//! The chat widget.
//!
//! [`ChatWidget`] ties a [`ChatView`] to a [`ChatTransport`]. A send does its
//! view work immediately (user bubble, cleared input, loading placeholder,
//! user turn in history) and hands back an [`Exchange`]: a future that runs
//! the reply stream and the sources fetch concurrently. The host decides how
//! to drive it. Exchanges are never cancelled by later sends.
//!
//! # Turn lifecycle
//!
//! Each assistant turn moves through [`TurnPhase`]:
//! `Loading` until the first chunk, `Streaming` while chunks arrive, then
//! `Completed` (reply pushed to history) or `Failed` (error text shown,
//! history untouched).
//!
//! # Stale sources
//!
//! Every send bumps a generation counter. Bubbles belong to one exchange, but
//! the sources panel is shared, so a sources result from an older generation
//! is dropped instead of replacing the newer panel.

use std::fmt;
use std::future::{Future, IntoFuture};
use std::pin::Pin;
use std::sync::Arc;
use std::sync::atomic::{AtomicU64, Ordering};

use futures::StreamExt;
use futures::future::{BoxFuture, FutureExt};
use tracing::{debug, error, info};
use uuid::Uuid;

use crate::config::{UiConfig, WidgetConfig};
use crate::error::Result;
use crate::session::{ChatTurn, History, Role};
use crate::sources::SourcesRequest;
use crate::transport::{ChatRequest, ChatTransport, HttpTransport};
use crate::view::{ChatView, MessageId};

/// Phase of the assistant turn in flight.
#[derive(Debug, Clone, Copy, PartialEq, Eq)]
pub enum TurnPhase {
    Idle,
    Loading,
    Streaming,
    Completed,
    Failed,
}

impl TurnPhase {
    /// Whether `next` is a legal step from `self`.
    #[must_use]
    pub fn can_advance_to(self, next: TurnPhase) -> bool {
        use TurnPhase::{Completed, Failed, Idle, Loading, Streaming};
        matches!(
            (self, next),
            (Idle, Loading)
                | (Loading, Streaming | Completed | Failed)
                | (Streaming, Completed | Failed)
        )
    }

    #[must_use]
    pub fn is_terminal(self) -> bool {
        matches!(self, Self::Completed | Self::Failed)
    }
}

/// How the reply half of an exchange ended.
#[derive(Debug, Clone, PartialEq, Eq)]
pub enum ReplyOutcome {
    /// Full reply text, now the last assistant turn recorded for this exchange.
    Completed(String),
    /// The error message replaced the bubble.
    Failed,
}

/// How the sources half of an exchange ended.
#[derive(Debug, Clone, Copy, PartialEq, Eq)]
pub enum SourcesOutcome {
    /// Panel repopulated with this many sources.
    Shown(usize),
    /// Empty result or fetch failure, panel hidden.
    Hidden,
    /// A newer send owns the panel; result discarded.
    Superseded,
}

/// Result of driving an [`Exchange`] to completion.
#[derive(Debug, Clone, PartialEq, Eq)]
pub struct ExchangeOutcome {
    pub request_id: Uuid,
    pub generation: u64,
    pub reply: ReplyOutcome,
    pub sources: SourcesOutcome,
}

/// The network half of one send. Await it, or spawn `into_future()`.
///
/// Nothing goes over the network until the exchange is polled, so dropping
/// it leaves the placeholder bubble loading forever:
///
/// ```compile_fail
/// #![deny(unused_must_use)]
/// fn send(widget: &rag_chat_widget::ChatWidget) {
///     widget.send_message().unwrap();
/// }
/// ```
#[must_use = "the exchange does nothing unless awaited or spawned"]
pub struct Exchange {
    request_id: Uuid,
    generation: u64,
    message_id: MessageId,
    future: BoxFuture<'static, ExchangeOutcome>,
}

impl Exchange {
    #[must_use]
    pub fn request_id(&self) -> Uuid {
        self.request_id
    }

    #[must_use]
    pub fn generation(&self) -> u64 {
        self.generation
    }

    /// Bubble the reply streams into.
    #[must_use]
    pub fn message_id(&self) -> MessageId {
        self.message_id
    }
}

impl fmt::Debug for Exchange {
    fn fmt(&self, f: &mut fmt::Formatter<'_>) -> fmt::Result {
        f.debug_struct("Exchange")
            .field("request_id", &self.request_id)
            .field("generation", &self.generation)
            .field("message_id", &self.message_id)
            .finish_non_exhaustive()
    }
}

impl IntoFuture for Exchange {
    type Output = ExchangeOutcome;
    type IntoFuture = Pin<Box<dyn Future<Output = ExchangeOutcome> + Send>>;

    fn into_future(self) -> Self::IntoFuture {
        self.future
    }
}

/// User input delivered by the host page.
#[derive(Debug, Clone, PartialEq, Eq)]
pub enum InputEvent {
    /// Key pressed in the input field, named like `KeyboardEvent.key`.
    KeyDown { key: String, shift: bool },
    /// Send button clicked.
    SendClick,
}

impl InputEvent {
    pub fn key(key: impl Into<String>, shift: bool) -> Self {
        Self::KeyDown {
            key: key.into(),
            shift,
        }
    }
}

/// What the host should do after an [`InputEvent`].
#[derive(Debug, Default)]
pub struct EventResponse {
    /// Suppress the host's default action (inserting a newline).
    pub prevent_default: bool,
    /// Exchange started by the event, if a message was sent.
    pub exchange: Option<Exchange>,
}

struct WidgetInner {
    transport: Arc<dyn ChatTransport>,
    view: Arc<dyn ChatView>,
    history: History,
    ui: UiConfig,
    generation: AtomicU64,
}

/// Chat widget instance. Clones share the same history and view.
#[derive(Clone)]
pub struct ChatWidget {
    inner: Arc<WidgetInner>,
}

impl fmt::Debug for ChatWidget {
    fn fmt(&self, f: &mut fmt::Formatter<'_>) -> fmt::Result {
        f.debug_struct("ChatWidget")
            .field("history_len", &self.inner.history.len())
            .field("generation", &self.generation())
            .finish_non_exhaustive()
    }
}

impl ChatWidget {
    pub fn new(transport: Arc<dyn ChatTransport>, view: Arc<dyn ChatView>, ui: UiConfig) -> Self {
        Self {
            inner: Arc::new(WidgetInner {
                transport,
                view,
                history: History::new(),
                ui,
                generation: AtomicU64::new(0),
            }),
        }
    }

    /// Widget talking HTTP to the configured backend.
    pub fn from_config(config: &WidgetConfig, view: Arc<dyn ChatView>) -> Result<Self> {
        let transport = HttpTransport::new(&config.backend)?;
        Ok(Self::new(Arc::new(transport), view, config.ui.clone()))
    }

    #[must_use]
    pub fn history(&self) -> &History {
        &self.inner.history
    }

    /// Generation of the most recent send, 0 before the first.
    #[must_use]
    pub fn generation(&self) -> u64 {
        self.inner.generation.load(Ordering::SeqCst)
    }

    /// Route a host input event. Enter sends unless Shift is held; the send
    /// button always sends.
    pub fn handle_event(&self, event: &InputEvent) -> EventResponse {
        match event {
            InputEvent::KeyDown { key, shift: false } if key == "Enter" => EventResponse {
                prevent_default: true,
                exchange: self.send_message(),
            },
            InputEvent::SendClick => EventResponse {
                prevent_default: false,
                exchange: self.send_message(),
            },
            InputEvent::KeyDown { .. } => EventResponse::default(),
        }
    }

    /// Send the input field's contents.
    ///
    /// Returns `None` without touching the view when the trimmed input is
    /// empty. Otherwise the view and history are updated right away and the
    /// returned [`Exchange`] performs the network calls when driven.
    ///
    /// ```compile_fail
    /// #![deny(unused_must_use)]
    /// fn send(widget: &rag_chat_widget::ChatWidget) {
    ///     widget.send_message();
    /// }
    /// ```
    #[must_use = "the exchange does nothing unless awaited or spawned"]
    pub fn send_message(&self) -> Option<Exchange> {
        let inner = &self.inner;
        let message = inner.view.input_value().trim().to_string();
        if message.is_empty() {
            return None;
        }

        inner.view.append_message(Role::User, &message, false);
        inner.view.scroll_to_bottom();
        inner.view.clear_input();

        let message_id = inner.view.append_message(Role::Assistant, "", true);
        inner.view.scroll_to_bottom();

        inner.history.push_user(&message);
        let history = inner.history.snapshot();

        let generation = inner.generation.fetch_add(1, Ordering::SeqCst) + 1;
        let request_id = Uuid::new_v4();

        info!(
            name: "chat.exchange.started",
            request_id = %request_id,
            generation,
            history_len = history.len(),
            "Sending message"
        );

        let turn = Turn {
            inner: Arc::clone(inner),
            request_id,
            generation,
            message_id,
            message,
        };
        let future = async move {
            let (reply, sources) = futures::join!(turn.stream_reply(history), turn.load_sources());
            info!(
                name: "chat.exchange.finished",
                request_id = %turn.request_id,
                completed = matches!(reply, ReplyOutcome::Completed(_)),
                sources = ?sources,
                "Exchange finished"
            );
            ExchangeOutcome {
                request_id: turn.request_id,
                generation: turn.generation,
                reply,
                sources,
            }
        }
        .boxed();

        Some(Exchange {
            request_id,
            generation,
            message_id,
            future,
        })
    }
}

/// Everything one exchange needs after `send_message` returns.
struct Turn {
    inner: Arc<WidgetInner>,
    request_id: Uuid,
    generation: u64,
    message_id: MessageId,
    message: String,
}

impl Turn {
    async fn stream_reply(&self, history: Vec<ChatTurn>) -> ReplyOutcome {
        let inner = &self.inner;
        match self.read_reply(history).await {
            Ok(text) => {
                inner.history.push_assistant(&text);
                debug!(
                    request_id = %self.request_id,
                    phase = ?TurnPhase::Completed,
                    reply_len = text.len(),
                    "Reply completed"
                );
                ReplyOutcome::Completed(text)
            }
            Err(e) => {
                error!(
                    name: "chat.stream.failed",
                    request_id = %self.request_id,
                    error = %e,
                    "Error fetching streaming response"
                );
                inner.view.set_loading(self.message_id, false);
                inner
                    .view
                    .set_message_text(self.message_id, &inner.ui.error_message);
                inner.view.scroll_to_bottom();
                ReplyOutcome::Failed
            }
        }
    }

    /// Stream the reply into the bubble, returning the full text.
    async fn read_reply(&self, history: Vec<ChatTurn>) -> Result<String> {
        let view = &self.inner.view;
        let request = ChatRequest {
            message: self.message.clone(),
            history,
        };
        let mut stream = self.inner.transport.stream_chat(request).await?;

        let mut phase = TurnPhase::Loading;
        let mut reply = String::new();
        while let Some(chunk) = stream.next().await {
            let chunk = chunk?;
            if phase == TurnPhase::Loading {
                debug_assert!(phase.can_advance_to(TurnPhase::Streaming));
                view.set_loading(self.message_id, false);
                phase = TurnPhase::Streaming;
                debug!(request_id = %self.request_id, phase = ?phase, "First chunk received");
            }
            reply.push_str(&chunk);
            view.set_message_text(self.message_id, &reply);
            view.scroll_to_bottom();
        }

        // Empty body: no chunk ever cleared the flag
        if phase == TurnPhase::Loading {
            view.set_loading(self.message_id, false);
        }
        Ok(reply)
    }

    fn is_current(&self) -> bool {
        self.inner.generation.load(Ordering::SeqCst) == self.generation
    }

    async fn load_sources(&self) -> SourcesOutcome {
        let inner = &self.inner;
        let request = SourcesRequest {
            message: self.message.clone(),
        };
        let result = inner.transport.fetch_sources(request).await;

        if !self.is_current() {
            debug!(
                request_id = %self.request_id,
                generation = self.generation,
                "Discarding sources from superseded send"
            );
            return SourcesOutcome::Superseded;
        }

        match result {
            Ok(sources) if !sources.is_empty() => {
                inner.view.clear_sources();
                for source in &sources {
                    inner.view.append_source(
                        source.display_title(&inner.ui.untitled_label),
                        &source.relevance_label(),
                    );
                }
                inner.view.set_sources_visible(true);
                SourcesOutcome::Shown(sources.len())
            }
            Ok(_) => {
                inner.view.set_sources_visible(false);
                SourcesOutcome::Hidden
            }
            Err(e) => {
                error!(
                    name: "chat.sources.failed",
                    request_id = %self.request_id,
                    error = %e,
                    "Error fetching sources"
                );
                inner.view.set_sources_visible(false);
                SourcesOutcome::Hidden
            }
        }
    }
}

▸ ASSIGNMENT: Copy out every line in the entries above that holds "network".

▸ ANSWER TO THIS TASK:
/// The network half of one send. Await it, or spawn `into_future()`.
/// Nothing goes over the network until the exchange is polled, so dropping
    /// returned [`Exchange`] performs the network calls when driven.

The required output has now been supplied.